Why did hundreds of Cumbrian men and women endure a dangerous 7,000-mile sea journey to take a job in India when one in three died of disease within two years of getting there?

What possessed the county’s best educated youths to travel six months in a noisy, smelly boat laden with animals around the notorious Cape of Good Hope where seven ships were lost in a single storm in 1722?

Why put up with being crammed into tiny canvas-walled cabins with the risk of catching dysentery, scurvy, and typhus due to primitive hole-in-the-hull sanitation?

And was the ordeal worth it when they arrived at Bombay, Madras or Calcutta bored out of their minds and physically weakened? All they could look forward to being was a toiler for the notoriously corrupt and ruthless East India Company for five or ten years without a holiday.

Nabobs: some Cumbrians who became richer than their wildest dreams toiling for notorious East India Company

Who would volunteer to work twelve hours a day in 100-degree heat as a lowly “writer” (junior clerk), tax collector or court gofer?

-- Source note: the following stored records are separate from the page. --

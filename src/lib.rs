/*
    Copyright © 2024, ParallelChain Lab
    Licensed under the Apache License, Version 2.0: http://www.apache.org/licenses/LICENSE-2.0
*/

//! The consensus-facing application layer of a masternode-based platform chain.
//!
//! Drive answers the ABCI requests of the consensus engine, executing platform state transitions
//! against a transactional store, while following Core, the Layer-1 chain, for chain locks, the
//! masternode list, and the quorum that signs platform blocks.
//!
//! Start a node with [`node::DriveSpec`].

pub mod abci;

pub mod block_execution;

pub mod config;

pub mod core_chain;

pub(crate) mod event_bus;

pub mod events;

pub mod logging;

pub mod masternodes;

pub mod node;

pub mod state_repository;

pub mod state_transition;

pub mod storage;

pub mod types;

pub mod validator_set;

What is the allure of being forced to live in Company residences like monasteries with entertainment options limited to the alcoholic lure of the whites-only club and the gambling tables? The author C.P. Hull, who wrote the “Anglo-Indian’s Vade Mecum”, a guidebook for Europeans in India, warned new arrivals to beware:

“every facility is afforded the thoughtless and self-indulgent for getting into debt in India… and no habit is more apt to grow, than one of gratifying every wish as it occurs.”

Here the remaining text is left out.